Peroxisomal Proliferator-activated Receptor-α-dependent Inhibition of Endothelial Cell Proliferation and Tumorigenesis

Abstract

The peroxisomal proliferator-activated nuclear receptor-alpha (PPARalpha), the target for most hypolipidemic drugs in current clinical use, regulates the transcription of genes involved in lipid metabolism and transport, and energy homeostasis. More recently, PPARalpha and its ligands have been implicated in inflammatory responses and the regulation of cell proliferation. PPARalpha also regulates the expression of Cyp4a fatty acid omega-hydroxylases and Cyp2c arachidonic acid epoxygenase genes.
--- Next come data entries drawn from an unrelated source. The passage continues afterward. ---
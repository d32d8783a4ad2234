// Copyright 2025 the Arbor Authors
// SPDX-License-Identifier: Apache-2.0 OR MIT

//! Geometric queries against a laid-out tree, in world coordinates.
//!
//! Both queries walk the tree in pre-order without descending below
//! collapsed nodes. When several nodes match, the last one visited wins, so
//! descendants take precedence over their ancestors.

use arbor_tree::{Node, NodeId, indicator_center};
use kurbo::Point;
/// Radius of the area around a collapse indicator that accepts presses.
pub const INDICATOR_HIT_RADIUS: f64 = 10.0;

/// Node whose box contains `world`.
///
/// Boxes are axis-aligned and centered on the node position; edges count as
/// inside.
pub fn node_at(root: &Node, world: Point) -> Option<NodeId> {
    let mut found = None;
    root.walk_visible(&mut |node, _| {
        if node.bounds().is_some_and(|b| {
            world.x >= b.x0 && world.x <= b.x1 && world.y >= b.y0 && world.y <= b.y1
        }) {
            found = Some(&node.id);
        }
    });
    found.cloned()
}

/// Node with children whose collapse indicator is within `radius` of `world`.
pub fn indicator_at(root: &Node, world: Point, radius: f64) -> Option<NodeId> {
    let mut found = None;
    root.walk_visible(&mut |node, _| {
        if !node.has_children() {
            return;
        }
        let Some(b) = node.bounds() else {
            return;
        };
        if indicator_center(b).distance(world) <= radius {
            found = Some(&node.id);
        }
    });
    found.cloned()
}

#[cfg(test)]
mod tests {
    use super::*;
    use kurbo::Size;

    fn placed(id: &str, x: f64, y: f64) -> Node {
        let mut n = Node::new(id, id);
        n.set_position(Point::new(x, y));
        n.set_size(Size::new(100.0, 40.0));
        n
    }

    #[test]
    fn descendants_win_over_overlapping_ancestors() {
        let root = placed("r", 0.0, 0.0).with_child(placed("c", 30.0, 0.0));
        assert_eq!(node_at(&root, Point::new(40.0, 0.0)), Some("c".into()));
        assert_eq!(node_at(&root, Point::new(-45.0, 0.0)), Some("r".into()));
        assert_eq!(node_at(&root, Point::new(500.0, 0.0)), None);
    }

    #[test]
    fn collapsed_nodes_hide_their_subtree() {
        let mut root = placed("r", 0.0, 0.0).with_child(placed("c", 300.0, 0.0));
        root.collapsed = true;
        assert_eq!(node_at(&root, Point::new(300.0, 0.0)), None);
        assert_eq!(
            indicator_at(&root, Point::new(58.0, 9.0), INDICATOR_HIT_RADIUS),
            Some("r".into())
        );
    }

    #[test]
    fn indicator_hits_around_its_drawn_center() {
        let root = placed("r", 0.0, 0.0).with_child(placed("c", 300.0, 0.0));
        let center = indicator_center(root.bounds().unwrap());
        for offset in [(0.0, 0.0), (0.0, 9.0), (-7.0, 7.0)] {
            let at = center + kurbo::Vec2::from(offset);
            assert_eq!(indicator_at(&root, at, INDICATOR_HIT_RADIUS), Some("r".into()));
        }
        let beyond = center + kurbo::Vec2::new(INDICATOR_HIT_RADIUS + 1.0, 0.0);
        assert_eq!(indicator_at(&root, beyond, INDICATOR_HIT_RADIUS), None);
    }

    #[test]
    fn indicator_requires_children() {
        let leaf = placed("leaf", 0.0, 0.0);
        assert_eq!(indicator_at(&leaf, Point::new(58.0, 0.0), INDICATOR_HIT_RADIUS), None);
    }
}
// Copyright 2025 the Arbor Authors
// SPDX-License-Identifier: Apache-2.0 OR MIT

use arbor_tree::Node;
use kurbo::Point;
use smallvec::SmallVec;

/// Numeric node attribute an animation can drive.
#[derive(Clone, Copy, Debug, PartialEq, Eq, Hash)]
pub enum AnimField {
    /// Center x.
    X,
    /// Center y.
    Y,
    /// Box width.
    Width,
    /// Box height.
    Height,
    /// Compositing opacity.
    Opacity,
}

impl AnimField {
    /// Current value on `node`; `None` for geometry not yet laid out.
    pub fn get(self, node: &Node) -> Option<f64> {
        match self {
            Self::X => node.x,
            Self::Y => node.y,
            Self::Width => node.width,
            Self::Height => node.height,
            Self::Opacity => Some(node.opacity),
        }
    }

    /// Write `value` onto `node`.
    pub fn set(self, node: &mut Node, value: f64) {
        match self {
            Self::X => node.x = Some(value),
            Self::Y => node.y = Some(value),
            Self::Width => node.width = Some(value),
            Self::Height => node.height = Some(value),
            Self::Opacity => node.opacity = value,
        }
    }
}

/// Target values for an animation, one per field.
///
/// Setting a field twice keeps the last value.
///
/// ```
/// use arbor_animation::{AnimField, Targets};
///
/// let t = Targets::new().x(10.0).opacity(0.5).x(20.0);
/// assert_eq!(t.get(AnimField::X), Some(20.0));
/// assert_eq!(t.len(), 2);
/// ```
#[derive(Clone, Debug, Default, PartialEq)]
pub struct Targets {
    fields: SmallVec<[(AnimField, f64); 4]>,
}

impl Targets {
    /// No targets.
    pub fn new() -> Self {
        Self::default()
    }

    /// Target `value` for `field`.
    pub fn with(mut self, field: AnimField, value: f64) -> Self {
        match self.fields.iter_mut().find(|(f, _)| *f == field) {
            Some(slot) => slot.1 = value,
            None => self.fields.push((field, value)),
        }
        self
    }

    /// Target center x.
    pub fn x(self, value: f64) -> Self {
        self.with(AnimField::X, value)
    }

    /// Target center y.
    pub fn y(self, value: f64) -> Self {
        self.with(AnimField::Y, value)
    }

    /// Target center.
    pub fn position(self, p: Point) -> Self {
        self.x(p.x).y(p.y)
    }

    /// Target width.
    pub fn width(self, value: f64) -> Self {
        self.with(AnimField::Width, value)
    }

    /// Target height.
    pub fn height(self, value: f64) -> Self {
        self.with(AnimField::Height, value)
    }

    /// Target opacity.
    pub fn opacity(self, value: f64) -> Self {
        self.with(AnimField::Opacity, value)
    }

    /// Target for `field`, if set.
    pub fn get(&self, field: AnimField) -> Option<f64> {
        self.fields.iter().find(|(f, _)| *f == field).map(|(_, v)| *v)
    }

    /// Number of targeted fields.
    pub fn len(&self) -> usize {
        self.fields.len()
    }

    /// Whether no field is targeted.
    pub fn is_empty(&self) -> bool {
        self.fields.is_empty()
    }

    /// Targeted fields in insertion order.
    pub fn iter(&self) -> impl Iterator<Item = (AnimField, f64)> + '_ {
        self.fields.iter().copied()
    }

    /// Write every target onto `node` at once.
    pub fn apply(&self, node: &mut Node) {
        for (field, value) in self.iter() {
            field.set(node, value);
        }
    }
}

/// Per-field interpolation endpoints.
#[derive(Clone, Debug)]
pub(crate) struct Tween {
    fields: SmallVec<[(AnimField, f64, f64); 4]>,
}

impl Tween {
    /// Capture the current values of `node` as starting points. Fields
    /// without a current value start at their target.
    pub(crate) fn capture(node: &Node, targets: &Targets) -> Self {
        let fields = targets
            .iter()
            .map(|(field, to)| (field, field.get(node).unwrap_or(to), to))
            .collect();
        Self { fields }
    }

    /// Write the values at eased progress `k` onto `node`. At `k == 1`
    /// every field lands exactly on its target.
    pub(crate) fn write(&self, node: &mut Node, k: f64) {
        for &(field, from, to) in &self.fields {
            let value = if k == 1.0 { to } else { from + (to - from) * k };
            field.set(node, value);
        }
    }
}

#[cfg(test)]
mod tests {
    use super::*;

    #[test]
    fn unplaced_geometry_jumps_to_target() {
        let mut node = Node::new("n", "N");
        let tween = Tween::capture(&node, &Targets::new().x(40.0).opacity(0.0));
        tween.write(&mut node, 0.5);
        assert_eq!(node.x, Some(40.0));
        assert_eq!(node.opacity, 0.5);
    }

    #[test]
    fn interpolates_linearly_in_eased_progress() {
        let mut node = Node::new("n", "N");
        node.width = Some(100.0);
        let tween = Tween::capture(&node, &Targets::new().width(200.0));
        tween.write(&mut node, 0.25);
        assert_eq!(node.width, Some(125.0));
        tween.write(&mut node, 1.0);
        assert_eq!(node.width, Some(200.0));
    }
}
// Copyright 2025 the Arbor Authors
// SPDX-License-Identifier: Apache-2.0 OR MIT

//! Themes and the theme registry.

use hashbrown::HashMap;
use peniko::Color;
use serde::{Deserialize, Serialize};

use crate::color::{css_opt, css_vec};
use crate::style::{EdgeStyle, NodeStyle, Padding, ResolvedStyle};

/// Errors produced while reading or deriving themes and configuration.
#[derive(Debug, thiserror::Error)]
pub enum ParseError {
    /// The JSON was malformed or did not match the expected shape.
    #[error("malformed JSON: {0}")]
    Json(#[from] serde_json::Error),
    /// A theme was derived from an id that is not registered.
    #[error("no theme registered as `{0}`")]
    UnknownTheme(String),
}

/// Settings that apply to the whole canvas.
#[derive(Clone, Debug, Default, PartialEq, Serialize, Deserialize)]
#[serde(rename_all = "camelCase")]
pub struct GlobalStyle {
    /// Canvas background.
    #[serde(default, with = "css_opt", skip_serializing_if = "Option::is_none")]
    pub background_color: Option<Color>,
    /// Fallback label font family.
    #[serde(default, skip_serializing_if = "Option::is_none")]
    pub font_family: Option<String>,
}

/// Node styles keyed by depth.
#[derive(Clone, Debug, Default, PartialEq, Serialize, Deserialize)]
pub struct LevelStyles {
    /// Depth 0.
    #[serde(default, skip_serializing_if = "Option::is_none")]
    pub root: Option<NodeStyle>,
    /// Depth 1.
    #[serde(default, skip_serializing_if = "Option::is_none")]
    pub level1: Option<NodeStyle>,
    /// Depth 2.
    #[serde(default, skip_serializing_if = "Option::is_none")]
    pub level2: Option<NodeStyle>,
    /// Depth 3.
    #[serde(default, skip_serializing_if = "Option::is_none")]
    pub level3: Option<NodeStyle>,
    /// Any depth without a dedicated entry.
    #[serde(default, skip_serializing_if = "Option::is_none")]
    pub default: Option<NodeStyle>,
}

impl LevelStyles {
    /// The style used at `depth`, falling back to the `default` entry.
    pub fn at_depth(&self, depth: usize) -> Option<&NodeStyle> {
        let specific = match depth {
            0 => self.root.as_ref(),
            1 => self.level1.as_ref(),
            2 => self.level2.as_ref(),
            3 => self.level3.as_ref(),
            _ => None,
        };
        specific.or(self.default.as_ref())
    }
}

/// A named visual theme.
#[derive(Clone, Debug, PartialEq, Serialize, Deserialize)]
#[serde(rename_all = "camelCase")]
pub struct Theme {
    /// Display name.
    pub name: String,
    /// Canvas-wide settings.
    #[serde(default)]
    pub global: GlobalStyle,
    /// Node styles per depth.
    #[serde(default)]
    pub node_styles: LevelStyles,
    /// Connector style.
    #[serde(default)]
    pub edge_style: EdgeStyle,
    /// Branch palette.
    #[serde(default, with = "css_vec", skip_serializing_if = "Vec::is_empty")]
    pub color_scheme: Vec<Color>,
}

impl Theme {
    /// Parse a theme from JSON.
    ///
    /// Only the shape is checked; any combination of fields is accepted.
    pub fn from_json(text: &str) -> Result<Self, ParseError> {
        Ok(serde_json::from_str(text)?)
    }

    /// Serialize to pretty-printed JSON.
    pub fn to_json(&self) -> Result<String, ParseError> {
        Ok(serde_json::to_string_pretty(self)?)
    }

    /// Resolve the style for a node at `depth`.
    ///
    /// Fields come from the node's own override first, then this theme's
    /// entry for the depth, then the global font family, then engine
    /// defaults.
    pub fn resolve(&self, node_style: Option<&NodeStyle>, depth: usize) -> ResolvedStyle {
        let global = NodeStyle {
            font_family: self.global.font_family.clone(),
            ..NodeStyle::default()
        };
        let level = self.node_styles.at_depth(depth).cloned().unwrap_or_default();
        node_style
            .cloned()
            .unwrap_or_default()
            .or(&level)
            .or(&global)
            .resolve()
    }

    /// Palette color for the `index`-th branch, cycling through the scheme.
    pub fn branch_color(&self, index: usize) -> Option<Color> {
        if self.color_scheme.is_empty() {
            None
        } else {
            Some(self.color_scheme[index % self.color_scheme.len()])
        }
    }
}

impl Default for Theme {
    fn default() -> Self {
        let rgb = |r, g, b| Some(Color::from_rgba8(r, g, b, 0xff));
        let white = rgb(0xff, 0xff, 0xff);
        Self {
            name: "default".into(),
            global: GlobalStyle {
                background_color: rgb(0xf5, 0xf5, 0xf5),
                font_family: Some("Arial, sans-serif".into()),
            },
            node_styles: LevelStyles {
                root: Some(NodeStyle {
                    background_color: rgb(0x4a, 0x90, 0xe2),
                    color: white,
                    font_size: Some(18.0),
                    font_weight: Some(arbor_text::FontWeight::Bold),
                    border_radius: Some(8.0),
                    padding: Some(Padding::Symmetric([12.0, 24.0])),
                    ..NodeStyle::default()
                }),
                level1: Some(NodeStyle {
                    background_color: rgb(0x7c, 0xb3, 0x42),
                    color: white,
                    font_size: Some(16.0),
                    border_radius: Some(6.0),
                    padding: Some(Padding::Symmetric([10.0, 20.0])),
                    ..NodeStyle::default()
                }),
                level2: Some(NodeStyle {
                    background_color: rgb(0xff, 0xa7, 0x26),
                    color: white,
                    font_size: Some(14.0),
                    border_radius: Some(4.0),
                    padding: Some(Padding::Symmetric([8.0, 16.0])),
                    ..NodeStyle::default()
                }),
                level3: None,
                default: Some(NodeStyle {
                    background_color: white,
                    color: rgb(0x33, 0x33, 0x33),
                    font_size: Some(14.0),
                    border_color: rgb(0xdd, 0xdd, 0xdd),
                    border_width: Some(1.0),
                    border_radius: Some(4.0),
                    padding: Some(Padding::Symmetric([8.0, 16.0])),
                    ..NodeStyle::default()
                }),
            },
            edge_style: EdgeStyle::default(),
            color_scheme: [
                (0x4a, 0x90, 0xe2),
                (0x7c, 0xb3, 0x42),
                (0xff, 0xa7, 0x26),
                (0xef, 0x53, 0x50),
                (0xab, 0x47, 0xbc),
                (0x26, 0xc6, 0xda),
            ]
            .into_iter()
            .map(|(r, g, b)| Color::from_rgba8(r, g, b, 0xff))
            .collect(),
        }
    }
}

/// Id-keyed collection of themes.
///
/// A fresh registry holds [`Theme::default`] under the id `"default"`.
#[derive(Clone, Debug)]
pub struct ThemeRegistry {
    themes: HashMap<String, Theme>,
}

impl Default for ThemeRegistry {
    fn default() -> Self {
        Self::new()
    }
}

impl ThemeRegistry {
    /// Id of the built-in theme.
    pub const DEFAULT_ID: &'static str = "default";

    /// Create a registry holding the built-in theme.
    pub fn new() -> Self {
        let mut themes = HashMap::new();
        themes.insert(Self::DEFAULT_ID.to_owned(), Theme::default());
        Self { themes }
    }

    /// Add or replace the theme stored under `id`.
    pub fn register(&mut self, id: impl Into<String>, theme: Theme) {
        self.themes.insert(id.into(), theme);
    }

    /// The theme stored under `id`.
    pub fn get(&self, id: &str) -> Option<&Theme> {
        self.themes.get(id)
    }

    /// Remove and return the theme stored under `id`.
    pub fn remove(&mut self, id: &str) -> Option<Theme> {
        self.themes.remove(id)
    }

    /// Registered ids, in no particular order.
    pub fn ids(&self) -> impl Iterator<Item = &str> {
        self.themes.keys().map(String::as_str)
    }

    /// Derive a new theme from the one stored under `base`.
    ///
    /// `overrides` is a partial theme in JSON form; objects are merged
    /// recursively and any other value replaces the base value.
    pub fn extend(&self, base: &str, overrides: &serde_json::Value) -> Result<Theme, ParseError> {
        let theme = self
            .get(base)
            .ok_or_else(|| ParseError::UnknownTheme(base.to_owned()))?;
        let mut merged = serde_json::to_value(theme)?;
        merge_json(&mut merged, overrides);
        Ok(serde_json::from_value(merged)?)
    }
}

fn merge_json(target: &mut serde_json::Value, source: &serde_json::Value) {
    match (target, source) {
        (serde_json::Value::Object(t), serde_json::Value::Object(s)) => {
            for (key, value) in s {
                match t.get_mut(key) {
                    Some(slot) => merge_json(slot, value),
                    None => {
                        t.insert(key.clone(), value.clone());
                    }
                }
            }
        }
        (slot, value) => *slot = value.clone(),
    }
}

#[cfg(test)]
mod tests {
    use super::*;
    use crate::style::Shape;

    #[test]
    fn depth_lookup_falls_back_to_default_entry() {
        let theme = Theme::default();
        assert_eq!(theme.resolve(None, 0).font_size, 18.0);
        assert_eq!(theme.resolve(None, 1).font_size, 16.0);
        // No level3 entry: the default entry applies.
        assert_eq!(theme.resolve(None, 3).border_width, 1.0);
        assert_eq!(theme.resolve(None, 9).border_width, 1.0);
    }

    #[test]
    fn node_override_merges_field_by_field() {
        let theme = Theme::default();
        let own = NodeStyle {
            shape: Some(Shape::Circle),
            ..NodeStyle::default()
        };
        let style = theme.resolve(Some(&own), 0);
        assert_eq!(style.shape, Shape::Circle);
        assert_eq!(style.font_size, 18.0, "unset fields come from the theme");
    }

    #[test]
    fn empty_theme_uses_engine_defaults() {
        let theme = Theme::from_json(r#"{"name":"bare"}"#).unwrap();
        assert_eq!(theme.resolve(None, 2), ResolvedStyle::default());
    }

    #[test]
    fn malformed_json_is_a_parse_error() {
        let err = Theme::from_json("{ nope").unwrap_err();
        assert!(matches!(err, ParseError::Json(_)), "unexpected {err}");
    }

    #[test]
    fn registry_register_get_remove() {
        let mut registry = ThemeRegistry::new();
        assert!(registry.get(ThemeRegistry::DEFAULT_ID).is_some());
        let mut dark = Theme::default();
        dark.name = "dark".into();
        registry.register("dark", dark);
        assert_eq!(registry.get("dark").map(|t| t.name.as_str()), Some("dark"));
        assert!(registry.remove("dark").is_some());
        assert!(registry.get("dark").is_none());
    }

    #[test]
    fn extend_merges_nested_overrides() {
        let registry = ThemeRegistry::new();
        let overrides = serde_json::json!({
            "name": "loud",
            "nodeStyles": { "root": { "fontSize": 30 } },
            "edgeStyle": { "arrow": true }
        });
        let loud = registry.extend("default", &overrides).unwrap();
        assert_eq!(loud.name, "loud");
        let root = loud.node_styles.root.as_ref().unwrap();
        assert_eq!(root.font_size, Some(30.0));
        assert!(root.background_color.is_some(), "sibling fields survive");
        assert!(loud.edge_style.arrow, "edge override applied");
    }

    #[test]
    fn extend_unknown_base_fails() {
        let registry = ThemeRegistry::new();
        let err = registry.extend("missing", &serde_json::json!({})).unwrap_err();
        assert!(matches!(err, ParseError::UnknownTheme(id) if id == "missing"));
    }

    #[test]
    fn branch_colors_cycle() {
        let theme = Theme::default();
        assert_eq!(theme.branch_color(0), theme.branch_color(6));
    }
}
// Copyright 2025 the Arbor Authors
// SPDX-License-Identifier: Apache-2.0 OR MIT

//! Arbor Render: draws laid-out diagram trees.
//!
//! [`RenderEngine`] turns a tree whose nodes carry positions and sizes into
//! calls on an [`arbor_imaging::Surface`]. A frame is drawn in two passes:
//!
//! 1. Every connector between a node and its visible children, so that
//!    connectors never cover node faces.
//! 2. Every node face in depth-first order: the shape filled and outlined,
//!    the wrapped label centered inside it, and a collapse indicator to its
//!    right when it has children.
//!
//! Selected nodes get a dashed outline and hovered nodes a drop shadow. Line
//! widths, dash patterns and arrowheads are divided by the view scale, so
//! they keep a constant on-screen size at every zoom level.
//!
//! The live view is drawn with [`RenderEngine::render`]. Exports go through
//! [`RenderEngine::render_export`], which frames the content with an
//! [`ExportFrame`] instead of the live transform and otherwise shares every
//! drawing routine.
//!
//! ```rust
//! use arbor_imaging::RecordingSurface;
//! use arbor_render::RenderEngine;
//! use arbor_tree::{Node, Theme};
//! use arbor_view::ViewTransform;
//! use kurbo::{Point, Size};
//!
//! let mut root = Node::new("r", "Root");
//! root.set_position(Point::ORIGIN);
//! root.set_size(Size::new(100.0, 40.0));
//!
//! let mut surface = RecordingSurface::default();
//! let view = ViewTransform::new(Size::new(800.0, 600.0));
//! RenderEngine::new().render(&root, &Theme::default(), &view, &mut surface);
//! assert_eq!(surface.texts().next().map(|t| t.text.as_str()), Some("Root"));
//! ```

mod edge;
mod engine;
mod export;
mod shape;

pub use edge::{anchor, arrow_head, edge_path, end_tangent};
pub use engine::{
    INDICATOR_RADIUS, LABEL_INSET, LINE_HEIGHT, RenderEngine, SELECTION_COLOR, SELECTION_PADDING,
};
pub use export::{EXPORT_PADDING, EXPORT_PIXEL_RATIO, ExportFrame, content_bounds};
pub use shape::shape_path;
To study the role of the PPARalpha receptor and of its Cyp2c epoxygenase gene target in tumorigenesis, we treated mice injected with tumor cells with Wy-14,643, a PPARalpha-selective ligand. Compared with untreated controls, Wy-14643-treated animals showed marked reductions in tumor growth and vascularization, which were accompanied by decreases in the plasma levels of pro-angiogenic epoxygenase metabolites (EETs), hepatic EET biosynthesis, and Cyp2c epoxygenase expression. All these Wy-14643-induced responses were absent in PPARalpha(-/-) mice and are thus PPARalpha-mediated. Primary cultures of mouse lung endothelial cells treated with Wy-14643 showed reductions in cell proliferation and in the formation of capillary-like structures. These effects were absent in cells obtained from PPRAalpha(-/-) mice and reversed by the addition of EETs. These results identify important anti-angiogenic and anti-tumorigenic roles for PPARalpha, characterize the contribution of its Cyp2c epoxygenases gene target to these responses, and suggest potential anti-cancer roles for this nuclear receptor and its ligands.